Cognitive behavioral therapy (CBT). The American College of Physicians (ACP) recommends this as a treatment for persistent and chronic insomnia in adults.

CBD and other plant cannabinoids are showing much promise for treating insomnia, sleep apnea, narcolepsy, and other sleep-related disorders (though CBD taken with THC has been shown to improve sleep better than using CBD alone). The jury is still out on effectiveness but at least one double-blinded crossover study found that CBD did not hurt or disrupt the sleep-wake cycle of patients taking high doses.

CBD and Insomnia

Research and Scientific Evidence

Medicinal cannabis for psychiatric disorders: a clinically-focused systematic review

Sleep disorders, including insomnia, are a serious problem for many adults. Insomnia is very often caused by high stress, mood disorders, depression, hormonal changes and other mental and somatic ailments. The standard method of treatment is the use of prescription drugs, which unfortunately cause many side effects, and even a strong addiction. In the search for alternatives, interest began to be expressed in how CBD and other cannabinoids affect the condition of our sleep. In 2020, a systematic review of studies and articles on the effectiveness of the treatment of psychiatric disorders with cannabis was published.

An interesting discovery was made in a study published in 2013, which examined the long-term safety and tolerance of using CBD/THC spray in relieving pain and ailments in patients with advanced stage of cancer. The results showed that the use of this spray resulted in a gradual reduction of perceived pain, which led to less fatigue. In this case, it has been noted that cannabinoids can work in two ways: they reduce pain, which facilitates falling asleep, and their sedative and anxiolytic effects are partially mediated by serotonergic activity.

Cannabis and its cannabinoids, including THC and CBD, for the treatment of insomnia have proven to be a promising alternative to prescription drugs. However, whenever we are faced with a serious disorder, you should consult your doctor and jointly develop a treatment process using cannabis products.

Treating insomnia symptoms with medicinal cannabis: a randomized, crossover trial of the efficacy of a cannabinoid medicine compared to placebo

Chronic insomnia occurs in 6-15% of the population. People struggling with insomnia often use cannabis. Unfortunately, obtaining them legally may be difficult, so it is worth checking at what level we can assess the effectiveness of cannabinoid preparations in the treatment of chronic insomnia. Not many studies have been conducted so far, while those that have already been published show a significant improvement in sleep quality after applying THC and CBD separately or together.
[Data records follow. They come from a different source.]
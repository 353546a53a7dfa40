//! Service against flaky stores, restarts and CSV datasets

use std::sync::atomic::{AtomicU32, Ordering};
use std::sync::Arc;
use std::time::Duration;

use telepress::{
    CodecConfig, CompactRecord, ConfigSet, Decompressor, DeviceId, MemoryStore, RetryStrategy,
    Sample, Store, StoreError, StoreOp, Template, TemplateId, TimeSpan,
};
use telepress_server::{read_csv_from, ServerError, Service, ServiceConfig};

/// Store that rejects writes while `outage` is non-zero
struct FlakyStore {
    outage: AtomicU32,
    inner: MemoryStore,
}

impl FlakyStore {
    fn new(failures: u32) -> Self {
        Self {
            outage: AtomicU32::new(failures),
            inner: MemoryStore::new(),
        }
    }
}

impl Store for FlakyStore {
    fn apply(&self, ops: &[StoreOp]) -> Result<(), StoreError> {
        let remaining = self.outage.load(Ordering::SeqCst);
        if remaining > 0 {
            self.outage.store(remaining - 1, Ordering::SeqCst);
            return Err(StoreError::PersistenceUnavailable {
                reason: "backend restarting".to_string(),
            });
        }
        self.inner.apply(ops)
    }

    fn template(&self, device: &DeviceId, id: TemplateId) -> Result<Option<Template>, StoreError> {
        self.inner.template(device, id)
    }

    fn templates(&self, device: &DeviceId, active_only: bool) -> Result<Vec<Template>, StoreError> {
        self.inner.templates(device, active_only)
    }

    fn records(
        &self,
        device: &DeviceId,
        range: Option<TimeSpan>,
    ) -> Result<Vec<CompactRecord>, StoreError> {
        self.inner.records(device, range)
    }

    fn last_record(&self, device: &DeviceId) -> Result<Option<CompactRecord>, StoreError> {
        self.inner.last_record(device)
    }

    fn threshold(&self, device: &DeviceId) -> Result<Option<f64>, StoreError> {
        self.inner.threshold(device)
    }

    fn devices(&self) -> Result<Vec<DeviceId>, StoreError> {
        self.inner.devices()
    }
}

fn configs() -> ConfigSet {
    ConfigSet::new(CodecConfig::with_window(4, 3))
}

fn settings(retry: RetryStrategy) -> ServiceConfig {
    ServiceConfig {
        mailbox_capacity: 4,
        write_queue_capacity: 2,
        retry,
    }
}

fn wave(device: &str, from: u64, to: u64) -> Vec<Sample> {
    (from..to)
        .map(|i| Sample::new(device, i * 100, (i as f64 * 0.5).sin() * 10.0))
        .collect()
}

#[tokio::test]
async fn transient_store_failures_are_retried() {
    let store = Arc::new(FlakyStore::new(5));
    let retry = RetryStrategy::fixed(10, Duration::from_millis(1));
    let mut service = Service::start(Arc::clone(&store), configs(), settings(retry)).unwrap();

    service.ingest_all(wave("d1", 0, 40)).await.unwrap();
    service.ingest_all(wave("d2", 0, 40)).await.unwrap();
    let report = service.shutdown().await.unwrap();

    assert_eq!(report.batches_written, 20);
    assert_eq!(store.inner.record_count(), 20);
    for device in ["d1", "d2"] {
        let samples = Decompressor::new(store.as_ref())
            .collect(&device.into(), None)
            .unwrap();
        assert_eq!(samples.len(), 40);
    }
}

#[tokio::test]
async fn exhausted_retries_surface_at_shutdown() {
    let store = Arc::new(FlakyStore::new(u32::MAX));
    let retry = RetryStrategy::fixed(2, Duration::from_millis(1));
    let mut service = Service::start(Arc::clone(&store), configs(), settings(retry)).unwrap();

    // The first batch fails; later sends may already see a closed queue
    let _ = service.ingest_all(wave("d1", 0, 40)).await;
    let result = service.shutdown().await;

    assert!(matches!(
        result,
        Err(ServerError::Store(StoreError::PersistenceUnavailable { .. }))
    ));
    assert_eq!(store.inner.record_count(), 0);
}

#[tokio::test]
async fn restarted_service_continues_the_archive() {
    let store = Arc::new(MemoryStore::new());

    let mut first =
        Service::start(Arc::clone(&store), configs(), ServiceConfig::default()).unwrap();
    first.ingest_all(wave("d1", 0, 16)).await.unwrap();
    first.shutdown().await.unwrap();

    let mut second =
        Service::start(Arc::clone(&store), configs(), ServiceConfig::default()).unwrap();
    second.ingest_all(wave("d1", 16, 32)).await.unwrap();
    let report = second.shutdown().await.unwrap();
    assert_eq!(report.metrics.samples, 16);

    let seqs: Vec<u64> = store
        .records(&"d1".into(), None)
        .unwrap()
        .iter()
        .map(|r| r.seq)
        .collect();
    assert_eq!(seqs, (0..8).collect::<Vec<u64>>());

    let samples = Decompressor::new(store.as_ref())
        .collect(&"d1".into(), None)
        .unwrap();
    assert_eq!(samples.len(), 32);
    assert_eq!(samples.last().map(|s| s.timestamp), Some(3_100));
}

#[tokio::test]
async fn csv_dataset_through_the_service() {
    let mut csv = String::from("device_id,timestamp,value\n");
    for i in 0..30u64 {
        csv.push_str(&format!("pump,{},{}\n", i * 1000, 4.0 + (i % 3) as f64));
        csv.push_str(&format!("valve,{},{}\n", i * 1000, if i == 10 { "err" } else { "1.5" }));
    }
    let dataset = read_csv_from(csv.as_bytes()).unwrap();
    assert_eq!(dataset.devices.len(), 2);

    let store = Arc::new(MemoryStore::new());
    let mut service =
        Service::start(Arc::clone(&store), configs(), ServiceConfig::default()).unwrap();
    service.ingest_all(dataset.samples).await.unwrap();
    let report = service.shutdown().await.unwrap();

    let valve = &report.per_device[&DeviceId::new("valve")];
    assert_eq!(valve.invalid_samples, 1);
    assert_eq!(valve.samples, 29);

    let pump = Decompressor::new(store.as_ref())
        .collect(&"pump".into(), None)
        .unwrap();
    assert_eq!(pump.len(), 30);
}
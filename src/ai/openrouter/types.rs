//! OpenRouter chat completion payloads (OpenAI-compatible wire shapes).

use serde::{Deserialize, Serialize};

#[derive(Debug, Clone, Copy, PartialEq, Serialize, Deserialize)]
#[serde(rename_all = "lowercase")]
pub enum Role {
    System,
    User,
    Assistant,
}

#[derive(Debug, Clone, Serialize, Deserialize)]
pub struct ChatMessage {
    pub role: Role,
    pub content: String,
}

#[derive(Debug, Serialize)]
pub struct ChatCompletionRequest {
    pub model: String,
    pub messages: Vec<ChatMessage>,
    #[serde(skip_serializing_if = "Option::is_none")]
    pub temperature: Option<f32>,
    #[serde(skip_serializing_if = "Option::is_none")]
    pub max_tokens: Option<u32>,
}

#[derive(Debug, Deserialize)]
pub struct ChatCompletionResponse {
    pub choices: Vec<ChatChoice>,
}

#[derive(Debug, Deserialize)]
pub struct ChatChoice {
    pub message: ResponseMessage,
}

/// Assistant reply; `content` can be absent when the model returns nothing.
#[derive(Debug, Deserialize)]
pub struct ResponseMessage {
    pub content: Option<String>,
}

#[cfg(test)]
mod tests {
    use super::*;

    #[test]
    fn test_role_serializes_lowercase() {
        assert_eq!(serde_json::to_string(&Role::System).unwrap(), "\"system\"");
        assert_eq!(serde_json::to_string(&Role::User).unwrap(), "\"user\"");
        assert_eq!(
            serde_json::to_string(&Role::Assistant).unwrap(),
            "\"assistant\""
        );
    }

    #[test]
    fn test_request_omits_unset_sampling_fields() {
        let request = ChatCompletionRequest {
            model: "openai/gpt-4o-mini".to_string(),
            messages: vec![],
            temperature: None,
            max_tokens: None,
        };

        let json = serde_json::to_string(&request).unwrap();
        assert!(!json.contains("temperature"));
        assert!(!json.contains("max_tokens"));
    }

    #[test]
    fn test_response_tolerates_missing_content() {
        let json = r#"{"choices":[{"message":{"role":"assistant"}}]}"#;
        let response: ChatCompletionResponse = serde_json::from_str(json).unwrap();
        assert!(response.choices[0].message.content.is_none());
    }
}
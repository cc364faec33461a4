//! Cover artwork generation for tracks.
//!
//! Builds a deterministic art prompt from track attributes and a style
//! template, then drives a [`CoverArtService`] collaborator to polish the
//! prompt and render the image to disk. Prompt polish is best-effort;
//! rendering is not.

use crate::ai::CoverArtService;
use crate::models::{CoverStyle, Track};
use crate::{Error, Result};
use chrono::Utc;
use std::fs;
use std::path::PathBuf;
use tracing::{error, info, warn};

/// Directory covers land in when no override is configured.
pub const DEFAULT_OUTPUT_DIR: &str = "generated_covers";

struct StyleTemplate {
    id: &'static str,
    name: &'static str,
    description: &'static str,
    color_scheme: &'static str,
    base_elements: &'static [&'static str],
}

// Adding a style means adding a row here.
const STYLE_TEMPLATES: &[StyleTemplate] = &[
    StyleTemplate {
        id: "neon",
        name: "Neon",
        description: "Vibrant purple/blue geometric patterns with cyberpunk aesthetic",
        color_scheme: "vibrant neon purple and electric blue gradient",
        base_elements: &[
            "geometric patterns",
            "digital grid overlay",
            "glowing edges",
            "cyberpunk aesthetic",
            "3D elements",
        ],
    },
    StyleTemplate {
        id: "ethereal",
        name: "Ethereal",
        description: "Soft auroras, Jerusalem themes, celestial atmosphere with gold accents",
        color_scheme: "soft aurora colors, heavenly light",
        base_elements: &[
            "flowing light streams",
            "celestial atmosphere",
            "gold accents",
            "divine radiance",
            "Jerusalem skyline silhouette",
        ],
    },
];

/// The selectable cover styles, in catalog order.
pub fn cover_styles() -> Vec<CoverStyle> {
    STYLE_TEMPLATES
        .iter()
        .map(|template| CoverStyle {
            id: template.id.to_string(),
            name: template.name.to_string(),
            description: template.description.to_string(),
        })
        .collect()
}

/// Build the deterministic base prompt for a track and style.
///
/// Unknown style IDs contribute no color scheme or base elements; the
/// audio-feature additions still apply. Absent features fall back to
/// typical trance values (energy 0.7, valence 0.5, 138 BPM).
pub fn build_cover_prompt(track: &Track, style: &str) -> String {
    let features = track.audio_features.as_ref();
    let energy = features.and_then(|f| f.energy).unwrap_or(0.7);
    let valence = features.and_then(|f| f.valence).unwrap_or(0.5);
    let bpm = features.and_then(|f| f.bpm).unwrap_or(138.0);

    let template = STYLE_TEMPLATES.iter().find(|t| t.id == style);
    let color_scheme = template.map(|t| t.color_scheme).unwrap_or("");
    let mut elements: Vec<&str> = template
        .map(|t| t.base_elements.to_vec())
        .unwrap_or_default();

    if energy > 0.8 {
        elements.extend(["dynamic motion blur", "intense lighting"]);
    } else if energy < 0.4 {
        elements.extend(["soft gradients", "peaceful atmosphere"]);
    }

    if valence > 0.7 {
        elements.extend(["uplifting rays", "bright highlights"]);
    } else if valence < 0.3 {
        elements.extend(["deep shadows", "moody lighting"]);
    }

    if bpm >= 150.0 {
        elements.extend(["high contrast", "sharp edges"]);
    } else if bpm <= 128.0 {
        elements.extend(["smooth transitions", "organic shapes"]);
    }

    format!(
        "Album cover for \"{}\" by {}, {}, {}, 3000x3000 resolution, professional music artwork, high quality, square format, modern electronic music design",
        track.title,
        track.artist_name(),
        color_scheme,
        elements.join(", ")
    )
}

fn sanitize_title(title: &str) -> String {
    title
        .chars()
        .map(|c| if c.is_ascii_alphanumeric() { c } else { '_' })
        .collect()
}

/// Generates cover artwork for tracks and persists it under `output_dir`.
pub struct CoverGenerator {
    art: Box<dyn CoverArtService>,
    output_dir: PathBuf,
}

impl CoverGenerator {
    pub fn new(art: Box<dyn CoverArtService>, output_dir: impl Into<PathBuf>) -> Self {
        Self {
            art,
            output_dir: output_dir.into(),
        }
    }

    /// Render cover artwork for `track` and return its web-relative path.
    ///
    /// The collaborator's prompt polish is best-effort: on failure the base
    /// prompt is used as-is. Image rendering failures are fatal and surface
    /// as [`Error::CoverArt`].
    pub async fn generate_cover(&self, track: &Track, style: &str) -> Result<String> {
        let base_prompt = build_cover_prompt(track, style);

        let prompt = match self.art.enhance_cover_prompt(track, &base_prompt).await {
            Ok(enhanced) => enhanced,
            Err(e) => {
                warn!("Cover prompt enhancement failed, using base prompt: {}", e);
                base_prompt
            }
        };

        fs::create_dir_all(&self.output_dir)?;

        let filename = format!(
            "{}_{}.png",
            sanitize_title(&track.title),
            Utc::now().timestamp_millis()
        );
        let image_path = self.output_dir.join(&filename);

        self.art
            .generate_cover_image(&prompt, &image_path)
            .await
            .map_err(|e| {
                error!("Cover image generation failed: {}", e);
                Error::CoverArt(e.to_string())
            })?;

        let dir_label = self
            .output_dir
            .file_name()
            .and_then(|name| name.to_str())
            .unwrap_or(DEFAULT_OUTPUT_DIR);
        let relative_path = format!("/{}/{}", dir_label, filename);

        info!(
            "Generated cover for \"{}\" at {}",
            track.title, relative_path
        );
        Ok(relative_path)
    }
}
A randomised, double-blind, controlled study for Sleep Research Society evaluated the safety and efficacy of cannabinoid formulation containing THC, CBD and CBN (ZTL-101) for the treatment of insomnia symptoms. In order to participate in the study, psychotropic, antidepressant and cytochrome P450 inhibitor drugs had to be discontinued. The initial clinical history at the screening visit was followed by a 2-week baseline period during which participants wore an activity monitor on their wrists and completed sleep diaries. The participants then went through a 7-day purification period and were randomly assigned to the groups. The preparation used included THC 20 mg/ml, CBN 2 mg/ml, CBD 1 mg/ml and naturally occurring terpenes. Of the 23 subjects, 52% received a double dose of ZTL-101 for 2 weeks and 69.5% received a double dose of placebo.

As many as 81% of the respondents taking the preparation ZTL-101 noticed a significant improvement in the quality of sleep. This is a promising result of the effectiveness of cannabinoids such as CBD, THC and CBN in treating the symptoms of chronic insomnia. This study points to a new direction for future CBD research.